_Exercise description_: Keep every line in which "MvsFtpServiceState" occurs and drop the rest of the data.

_Data supplied_:
--

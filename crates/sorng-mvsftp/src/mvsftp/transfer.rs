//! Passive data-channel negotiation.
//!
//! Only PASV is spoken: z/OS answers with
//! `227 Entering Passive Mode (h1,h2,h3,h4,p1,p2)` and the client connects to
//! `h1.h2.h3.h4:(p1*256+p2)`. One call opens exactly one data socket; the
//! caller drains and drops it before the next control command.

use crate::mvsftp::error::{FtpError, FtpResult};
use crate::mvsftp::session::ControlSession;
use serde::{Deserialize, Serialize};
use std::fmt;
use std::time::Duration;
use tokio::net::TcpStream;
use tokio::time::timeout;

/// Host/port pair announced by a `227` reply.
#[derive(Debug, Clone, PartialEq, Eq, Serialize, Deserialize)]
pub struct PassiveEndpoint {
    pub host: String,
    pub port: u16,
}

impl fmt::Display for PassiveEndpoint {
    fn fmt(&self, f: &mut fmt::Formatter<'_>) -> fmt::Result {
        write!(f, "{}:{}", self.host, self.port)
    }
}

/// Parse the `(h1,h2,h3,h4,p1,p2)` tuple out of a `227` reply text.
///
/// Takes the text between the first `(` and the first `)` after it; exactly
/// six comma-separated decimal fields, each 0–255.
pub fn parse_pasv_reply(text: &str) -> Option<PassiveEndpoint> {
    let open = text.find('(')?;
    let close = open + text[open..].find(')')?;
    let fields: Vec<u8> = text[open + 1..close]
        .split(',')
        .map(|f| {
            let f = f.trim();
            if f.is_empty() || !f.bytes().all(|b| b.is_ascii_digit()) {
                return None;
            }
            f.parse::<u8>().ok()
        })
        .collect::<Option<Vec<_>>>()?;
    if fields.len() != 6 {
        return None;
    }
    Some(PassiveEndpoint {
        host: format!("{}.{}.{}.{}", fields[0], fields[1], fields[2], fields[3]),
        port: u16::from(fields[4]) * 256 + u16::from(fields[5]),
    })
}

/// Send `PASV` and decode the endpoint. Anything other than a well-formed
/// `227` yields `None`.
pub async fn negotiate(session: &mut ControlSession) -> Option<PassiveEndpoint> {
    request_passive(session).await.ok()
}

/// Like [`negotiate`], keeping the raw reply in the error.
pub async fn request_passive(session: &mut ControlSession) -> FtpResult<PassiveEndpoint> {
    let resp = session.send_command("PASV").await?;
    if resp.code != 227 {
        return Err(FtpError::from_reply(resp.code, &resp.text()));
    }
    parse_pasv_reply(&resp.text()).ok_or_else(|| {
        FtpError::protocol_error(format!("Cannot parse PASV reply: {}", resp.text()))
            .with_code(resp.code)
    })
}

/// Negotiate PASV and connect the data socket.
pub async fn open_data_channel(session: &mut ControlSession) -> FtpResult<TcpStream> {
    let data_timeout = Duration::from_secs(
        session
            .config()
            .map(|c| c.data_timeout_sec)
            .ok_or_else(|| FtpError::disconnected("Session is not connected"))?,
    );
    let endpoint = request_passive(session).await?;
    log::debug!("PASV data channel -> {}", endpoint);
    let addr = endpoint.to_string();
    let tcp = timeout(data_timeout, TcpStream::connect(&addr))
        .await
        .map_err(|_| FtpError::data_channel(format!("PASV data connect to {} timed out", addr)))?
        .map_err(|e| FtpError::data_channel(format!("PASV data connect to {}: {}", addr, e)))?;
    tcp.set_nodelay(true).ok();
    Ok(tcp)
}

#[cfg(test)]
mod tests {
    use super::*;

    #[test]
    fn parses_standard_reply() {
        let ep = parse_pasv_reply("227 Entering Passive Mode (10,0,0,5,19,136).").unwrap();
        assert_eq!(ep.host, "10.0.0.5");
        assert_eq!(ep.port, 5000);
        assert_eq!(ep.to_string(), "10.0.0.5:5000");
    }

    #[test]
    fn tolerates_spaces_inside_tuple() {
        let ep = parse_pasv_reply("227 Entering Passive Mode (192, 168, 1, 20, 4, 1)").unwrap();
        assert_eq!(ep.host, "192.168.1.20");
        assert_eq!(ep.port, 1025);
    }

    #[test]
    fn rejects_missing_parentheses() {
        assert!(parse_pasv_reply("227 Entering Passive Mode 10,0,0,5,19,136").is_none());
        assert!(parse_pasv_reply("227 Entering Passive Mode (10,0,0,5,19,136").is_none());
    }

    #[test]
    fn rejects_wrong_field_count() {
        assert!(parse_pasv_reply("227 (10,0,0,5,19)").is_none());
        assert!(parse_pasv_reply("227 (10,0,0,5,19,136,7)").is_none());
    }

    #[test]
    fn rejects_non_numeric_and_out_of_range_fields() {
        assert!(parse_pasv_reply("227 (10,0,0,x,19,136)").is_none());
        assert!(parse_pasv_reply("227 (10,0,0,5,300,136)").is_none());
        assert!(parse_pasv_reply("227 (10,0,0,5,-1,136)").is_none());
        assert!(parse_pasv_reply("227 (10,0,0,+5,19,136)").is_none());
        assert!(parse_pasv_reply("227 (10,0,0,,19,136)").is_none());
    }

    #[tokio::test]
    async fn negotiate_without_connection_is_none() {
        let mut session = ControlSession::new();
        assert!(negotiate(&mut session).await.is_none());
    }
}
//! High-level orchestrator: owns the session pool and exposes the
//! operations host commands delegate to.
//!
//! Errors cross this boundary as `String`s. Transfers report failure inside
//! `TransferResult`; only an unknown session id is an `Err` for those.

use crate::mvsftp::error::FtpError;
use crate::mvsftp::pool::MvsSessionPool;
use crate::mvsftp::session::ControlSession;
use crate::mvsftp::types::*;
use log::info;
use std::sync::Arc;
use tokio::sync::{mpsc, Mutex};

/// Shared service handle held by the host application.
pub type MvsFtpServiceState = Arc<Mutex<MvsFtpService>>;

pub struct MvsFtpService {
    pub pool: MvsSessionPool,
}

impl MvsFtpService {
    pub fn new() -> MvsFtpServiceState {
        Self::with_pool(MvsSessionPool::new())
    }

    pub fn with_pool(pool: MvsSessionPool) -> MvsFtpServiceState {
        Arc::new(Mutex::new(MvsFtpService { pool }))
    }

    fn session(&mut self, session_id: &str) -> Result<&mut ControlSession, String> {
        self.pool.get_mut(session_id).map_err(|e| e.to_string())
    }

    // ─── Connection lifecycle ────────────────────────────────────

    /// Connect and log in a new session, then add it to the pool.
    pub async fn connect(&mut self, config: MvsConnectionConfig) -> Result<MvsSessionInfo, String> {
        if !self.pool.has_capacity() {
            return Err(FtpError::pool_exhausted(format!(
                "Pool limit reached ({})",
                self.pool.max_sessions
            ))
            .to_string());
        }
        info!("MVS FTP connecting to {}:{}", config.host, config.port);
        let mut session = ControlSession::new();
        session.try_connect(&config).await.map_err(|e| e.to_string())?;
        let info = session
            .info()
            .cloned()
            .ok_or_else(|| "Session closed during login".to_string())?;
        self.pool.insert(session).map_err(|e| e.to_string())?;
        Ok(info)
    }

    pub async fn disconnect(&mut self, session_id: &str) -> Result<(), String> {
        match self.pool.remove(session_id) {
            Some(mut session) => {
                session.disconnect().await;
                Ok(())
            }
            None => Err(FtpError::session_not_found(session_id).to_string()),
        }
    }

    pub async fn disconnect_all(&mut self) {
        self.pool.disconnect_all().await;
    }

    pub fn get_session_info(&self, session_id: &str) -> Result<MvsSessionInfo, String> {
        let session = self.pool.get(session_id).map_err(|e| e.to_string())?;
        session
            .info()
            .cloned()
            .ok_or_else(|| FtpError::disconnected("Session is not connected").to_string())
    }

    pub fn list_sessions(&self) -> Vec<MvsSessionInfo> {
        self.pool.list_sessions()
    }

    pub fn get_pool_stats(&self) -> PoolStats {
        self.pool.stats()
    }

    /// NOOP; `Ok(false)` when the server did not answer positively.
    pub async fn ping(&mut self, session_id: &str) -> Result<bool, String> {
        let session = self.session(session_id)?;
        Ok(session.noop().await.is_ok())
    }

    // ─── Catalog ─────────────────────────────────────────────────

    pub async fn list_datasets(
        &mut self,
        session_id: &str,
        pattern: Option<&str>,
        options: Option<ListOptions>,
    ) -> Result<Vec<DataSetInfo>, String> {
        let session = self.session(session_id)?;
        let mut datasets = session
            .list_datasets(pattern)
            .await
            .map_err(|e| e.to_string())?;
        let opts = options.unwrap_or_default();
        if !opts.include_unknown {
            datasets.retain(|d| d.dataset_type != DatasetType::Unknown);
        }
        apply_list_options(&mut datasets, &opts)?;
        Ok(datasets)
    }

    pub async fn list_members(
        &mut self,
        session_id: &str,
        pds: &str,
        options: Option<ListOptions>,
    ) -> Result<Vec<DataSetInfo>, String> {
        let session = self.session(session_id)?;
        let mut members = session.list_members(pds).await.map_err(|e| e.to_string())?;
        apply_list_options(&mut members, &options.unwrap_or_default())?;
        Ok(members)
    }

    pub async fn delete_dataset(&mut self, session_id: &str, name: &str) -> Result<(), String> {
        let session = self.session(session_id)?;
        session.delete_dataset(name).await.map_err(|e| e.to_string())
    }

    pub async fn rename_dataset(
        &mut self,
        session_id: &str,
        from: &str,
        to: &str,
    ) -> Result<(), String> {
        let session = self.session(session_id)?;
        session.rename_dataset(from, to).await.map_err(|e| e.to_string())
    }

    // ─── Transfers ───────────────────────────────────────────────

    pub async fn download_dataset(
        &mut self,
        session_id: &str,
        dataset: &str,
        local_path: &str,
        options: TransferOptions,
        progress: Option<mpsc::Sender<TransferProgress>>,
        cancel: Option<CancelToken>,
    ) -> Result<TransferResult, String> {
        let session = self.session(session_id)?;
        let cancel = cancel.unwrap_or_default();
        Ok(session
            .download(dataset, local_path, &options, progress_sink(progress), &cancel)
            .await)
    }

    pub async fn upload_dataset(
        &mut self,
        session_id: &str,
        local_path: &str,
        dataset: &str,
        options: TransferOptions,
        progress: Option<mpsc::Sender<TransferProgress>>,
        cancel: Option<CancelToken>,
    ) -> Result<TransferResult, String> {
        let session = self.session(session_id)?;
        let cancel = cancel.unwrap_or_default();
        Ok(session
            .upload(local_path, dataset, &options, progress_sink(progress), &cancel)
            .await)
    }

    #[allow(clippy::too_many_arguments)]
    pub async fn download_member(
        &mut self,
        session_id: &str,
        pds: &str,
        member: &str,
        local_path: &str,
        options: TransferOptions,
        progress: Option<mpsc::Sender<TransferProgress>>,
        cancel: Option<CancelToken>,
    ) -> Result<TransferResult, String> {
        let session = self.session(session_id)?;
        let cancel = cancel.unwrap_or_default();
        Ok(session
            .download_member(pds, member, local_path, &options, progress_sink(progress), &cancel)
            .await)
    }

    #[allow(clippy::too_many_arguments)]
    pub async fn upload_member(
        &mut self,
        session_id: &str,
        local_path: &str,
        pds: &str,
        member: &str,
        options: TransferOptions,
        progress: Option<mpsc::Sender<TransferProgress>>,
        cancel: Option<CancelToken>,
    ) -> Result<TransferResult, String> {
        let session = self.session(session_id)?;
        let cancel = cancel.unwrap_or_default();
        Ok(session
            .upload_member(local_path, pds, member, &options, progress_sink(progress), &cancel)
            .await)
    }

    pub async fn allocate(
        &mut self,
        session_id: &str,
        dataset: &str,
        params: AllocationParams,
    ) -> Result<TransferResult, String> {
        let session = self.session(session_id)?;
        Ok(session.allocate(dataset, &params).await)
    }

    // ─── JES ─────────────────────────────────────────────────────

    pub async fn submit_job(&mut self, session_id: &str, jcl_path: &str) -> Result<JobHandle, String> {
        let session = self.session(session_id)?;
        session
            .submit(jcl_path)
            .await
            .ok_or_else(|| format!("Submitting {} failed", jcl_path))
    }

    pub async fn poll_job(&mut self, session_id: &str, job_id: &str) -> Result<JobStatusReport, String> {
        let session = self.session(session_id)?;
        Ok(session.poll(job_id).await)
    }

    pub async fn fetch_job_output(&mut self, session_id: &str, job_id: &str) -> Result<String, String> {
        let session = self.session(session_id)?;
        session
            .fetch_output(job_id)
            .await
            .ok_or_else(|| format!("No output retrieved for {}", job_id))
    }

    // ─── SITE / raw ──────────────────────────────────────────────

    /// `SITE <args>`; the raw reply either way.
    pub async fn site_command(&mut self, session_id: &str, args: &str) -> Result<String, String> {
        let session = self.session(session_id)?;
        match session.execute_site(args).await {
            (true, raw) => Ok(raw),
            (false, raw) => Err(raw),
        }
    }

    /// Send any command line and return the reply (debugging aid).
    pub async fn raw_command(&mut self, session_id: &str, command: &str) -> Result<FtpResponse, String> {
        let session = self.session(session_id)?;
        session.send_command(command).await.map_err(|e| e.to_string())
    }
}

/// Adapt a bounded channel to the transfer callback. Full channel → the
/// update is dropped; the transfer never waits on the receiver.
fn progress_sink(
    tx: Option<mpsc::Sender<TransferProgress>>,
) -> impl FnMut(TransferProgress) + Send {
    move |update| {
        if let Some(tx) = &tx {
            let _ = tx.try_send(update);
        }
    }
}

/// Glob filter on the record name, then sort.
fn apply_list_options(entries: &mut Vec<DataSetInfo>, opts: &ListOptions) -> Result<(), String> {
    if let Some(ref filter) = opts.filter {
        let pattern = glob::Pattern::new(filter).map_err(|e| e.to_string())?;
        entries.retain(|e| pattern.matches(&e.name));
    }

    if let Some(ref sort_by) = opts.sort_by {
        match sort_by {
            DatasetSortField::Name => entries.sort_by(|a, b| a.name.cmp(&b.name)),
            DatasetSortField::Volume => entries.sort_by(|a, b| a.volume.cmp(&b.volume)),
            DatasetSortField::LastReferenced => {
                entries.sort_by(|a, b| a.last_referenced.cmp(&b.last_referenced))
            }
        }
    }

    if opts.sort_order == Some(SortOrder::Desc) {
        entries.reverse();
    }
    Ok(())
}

--

_Exercise output_:
pub type MvsFtpServiceState = Arc<Mutex<MvsFtpService>>;
    pub fn new() -> MvsFtpServiceState {
    pub fn with_pool(pool: MvsSessionPool) -> MvsFtpServiceState {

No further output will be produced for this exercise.